# Hi carbon steel?



## Fsyxxx (Aug 25, 2015)

Hi carbon steel? So I've got a question for you knife guys. I just bought a CB wheel and your not supposed to use it for high carbon steel. So is o1 high carbon? I've made a lot of tools out of it and want to make sure I can sharpen them without messing up my new wheel.


----------



## therichinc (Aug 25, 2015)

0.90% C, 1.0–1.4% Mn, 0.50% Cr, 0.50% W This is the Makeup of O1. Hope this helps


----------



## NYWoodturner (Aug 25, 2015)

Greg - It is considered a high carbon steel - not stainless. It is actually tougher than most high carbon steels, Anything over .75% carbon is generally considered very high carbon steel.

Reactions: Like 2


----------



## Foot Patrol (Aug 25, 2015)

What is a CB Wheel?


----------



## Dennis Ford (Aug 25, 2015)

If the wheel is a CBN wheel; you are not supposed to grind soft steel, carbon steel is OK to grind IF it has been hardened.

Reactions: Like 1


----------



## Fsyxxx (Aug 25, 2015)

NYWoodturner said:


> Greg - It is considered a high carbon steel - not stainless.

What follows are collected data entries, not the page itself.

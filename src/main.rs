use anyhow::Context;
use clap::Parser;
use tracing::error;
use tracing_subscriber::EnvFilter;

use obj_tiles::config::{CliArgs, PipelineConfig};
use obj_tiles::pipeline::Pipeline;

fn main() -> anyhow::Result<()> {
    let args = CliArgs::parse();

    let filter = if args.verbose {
        EnvFilter::new("obj_tiles=debug")
    } else {
        EnvFilter::new("obj_tiles=info")
    };
    tracing_subscriber::fmt().with_env_filter(filter).init();

    let config: PipelineConfig = args.into();

    if let Some(threads) = config.threads {
        rayon::ThreadPoolBuilder::new()
            .num_threads(threads)
            .build_global()
            .context("Failed to configure rayon thread pool")?;
    }

    match Pipeline::run(&config) {
        Ok(result) => {
            for path in &result.outputs {
                println!("{}", path.display());
            }
            println!(
                "Done: {} tiles generated in {:.2}s",
                result.tile_count,
                result.duration.as_secs_f64()
            );
            Ok(())
        }
        Err(e) => {
            error!(%e, "Pipeline failed");
            Err(anyhow::anyhow!(e)).context("obj-tiles pipeline failed")
        }
    }
}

It is actually tougher than most high carbon steels, Anything over .75% carbon is generally considered very high carbon steel.


Thanks!


----------



## Fsyxxx (Aug 25, 2015)

Dennis Ford said:


> If the wheel is a CBN wheel; you are not supposed to grind soft steel, carbon steel is OK to grind IF it has been hardened.


Good to know!


----------



## Fsyxxx (Aug 25, 2015)

Foot Patrol said:


> What is a CB Wheel?


Think spell correct gremlin got me. Cbn wheel...

Reactions: Funny 1


----------